Causes of Heart Attack

Causes of a myocardial infarction include:

  • Reduced blood flow due to atherosclerotic plaque in the arteries that supply blood to the heart muscle (in a condition called coronary artery disease or atherosclerosis of the heart)

  • Rupture of a plaque, which then lodges downstream to cause a complete blockage of blood supply in the artery.

Treatment for Heart Attack or Myocardial Infarction

If you suspect that you are having a heart attack:

  • Call for medical help immediately.

  • Take nitroglycerine tablet or aspirin
    If you have nitroglycerine tablet, place it under the tongue immediately and repeat every 3 minutes. You can also chew a regular aspirin to help thin the blood and prevent clotting.

If you suspect someone else is having a heart attack, call for medical help immediately. If that person stops breathing or loses consciousness, administer CPR or cardiopulmonary rescue.

Your doctor would administer the following medical treatments:

  • Morphine to help with the pain
  • Oxygen to help breathe
  • Clot-dissolving drugs, such as t-PA or tissue plasminogen activator
  • Streptokinase derivatives to restore blood flow

After the immediate treatment for heart attack, your doctor may prescribe the following medications to reduce the risk of another attack:

  • Anti-coagulants, such as aspirin, dicumarol, heparin, and warfarin, to help prevent blood clotting
  • Beta blockers to reduce the heart's oxygen consumption
  • Digitalis to improve the heart's pumping power
  • ACE inhibitors or angiotensin converting enzyme inhibitors, such as captopril and enalapril to help prevent heart attack and help it recover

Depending on the severity of the heart attack and the condition of the blocked artery, your doctor may perform the following medical procedures:

  • Balloon dilation or coronary angioplasty
    Here, a catheter or tube is threaded into the heart's blood vessel and a baloon is inflated to dilate the artery at the point of atherosclerotic plaque deposit. A wire stent is sometimes then placed to keep the artery open.

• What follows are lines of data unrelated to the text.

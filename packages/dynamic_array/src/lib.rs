#![cfg_attr(coverage_nightly, feature(coverage_attribute))]

//! A growable contiguous array of fixed-size elements with explicit capacity control.
//!
//! The array keeps its elements in one buffer and grows it by doubling when an append or
//! insert runs out of room. Unlike [`Vec`], capacity is a first-class part of the API: it can be
//! set exactly, doubled or halved a given number of times and trimmed to the element count, and
//! every one of these operations reports allocation failure as an error instead of aborting.
//!
//! # Key Features
//!
//! - **Type-erased or typed storage**: [`RawDynamicArray`] stores opaque byte blocks of a size
//!   chosen at runtime, [`DynamicArray<T>`] stores `Copy` values of one type
//! - **Explicit capacity control**: [`reserve()`](DynamicArray::reserve),
//!   [`expand()`](DynamicArray::expand), [`shrink()`](DynamicArray::shrink) and
//!   [`shrink_to_fit()`](DynamicArray::shrink_to_fit)
//! - **Strong failure guarantee**: a failed operation leaves the array exactly as it was
//! - **Borrow-checked access**: [`get()`](DynamicArray::get) returns a reference that no
//!   mutation can invalidate while it is alive
//! - **Optional locking**: [`SharedDynamicArray<T>`] serializes every operation behind a mutex
//!   (requires the `sync` feature, enabled by default)
//! - **Pluggable memory**: a custom [`MemoryProvider`] can back the buffer
//!
//! # Capacity rules
//!
//! A new array holds [`DEFAULT_CAPACITY`] slots unless configured otherwise. Capacity is never
//! zero while the buffer is allocated and never below the element count:
//!
//! - Appending to a full array doubles the capacity.
//! - `shrink(n)` halves the capacity up to `n` times but stops before going below
//!   `max(len, 1)`.
//! - `shrink_to_fit()` sets the capacity to exactly `max(len, 1)`.
//!
//! # Examples
//!
//! ## Typed array
//!
//! ```rust
//! use dynamic_array::DynamicArray;
//!
//! let mut array = DynamicArray::<i32>::new()?;
//!
//! for value in 1..=16 {
//!     array.push(value)?;
//! }
//!
//! // The 16th element did not fit in the default 15 slots.
//! assert_eq!(array.capacity(), 30);
//!
//! array.shrink_to_fit()?;
//! assert_eq!(array.capacity(), 16);
//!
//! assert_eq!(*array.get(0)?, 1);
//! assert_eq!(array.pop()?, Some(16));
//! # Ok::<(), dynamic_array::Error>(())
//! ```
//!
//! ## Type-erased array
//!
//! ```rust
//! use dynamic_array::RawDynamicArray;
//!
//! // Elements are 3-byte records.
//! let mut array = RawDynamicArray::builder().element_size(3).build()?;
//!
//! array.push(b"abc")?;
//! array.push(b"xyz")?;
//! array.insert(1, b"mid")?;
//!
//! assert_eq!(array.get(1)?, b"mid");
//! assert_eq!(array.len(), 3);
//! # Ok::<(), dynamic_array::Error>(())
//! ```
//!
//! ## Handling errors
//!
//! ```rust
//! use dynamic_array::{DynamicArray, Error};
//!
//! let mut array = DynamicArray::<u8>::new()?;
//! array.push(1)?;
//!
//! match array.remove(5) {
//!     Err(Error::IndexOutOfRange { index, bound }) => {
//!         assert_eq!((index, bound), (5, 1));
//!     }
//!     other => panic!("unexpected result: {other:?}"),
//! }
//! # Ok::<(), dynamic_array::Error>(())
//! ```
//!
//! # Logging
//!
//! Buffer allocations, resizes and releases are reported as `tracing` events at the `debug`
//! level. Allocation failures are reported at the `warn` level. The crate never installs a
//! subscriber.

mod access;
mod array;
mod builder;
mod constants;
mod error;
mod memory;
mod raw;
mod raw_builder;
#[cfg(feature = "sync")]
mod shared;

pub use access::*;
pub use array::*;
pub use builder::*;
pub use constants::DEFAULT_CAPACITY;
pub use error::*;
#[cfg(test)]
pub(crate) use memory::FailingMemory;
pub use memory::{MemoryProvider, SystemMemory};
pub use raw::*;
pub use raw_builder::*;
#[cfg(feature = "sync")]
pub use shared::*;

  • Coronary bypass grafting or a heart bypass surgery
    A surgeon grafts another blood vessel from the chest or leg and "bypasses" the blocked artery.

Complications of a Heart Attack

In the first week after a heart attack episode, there is a risk of the following medical complications:

  • Weakness in the heart wall and the possibility of rupture
    Although it is rare and occurs in only 1% of heart attacks, rupture of the heart wall is immediately fatal.

  • More heart attack
    In the first two weeks, the risk of repeat heart attack is about 10%.

  • Pericarditis
    Inflammation of the pericardium or tissue covering the heart occurs in about 20% of the patients.

Prognosis

About 20% of heart attack patients die before even reaching the hospital. Early treatment is crucial in saving a heart attack patient's life - it can reduce the death rate by half.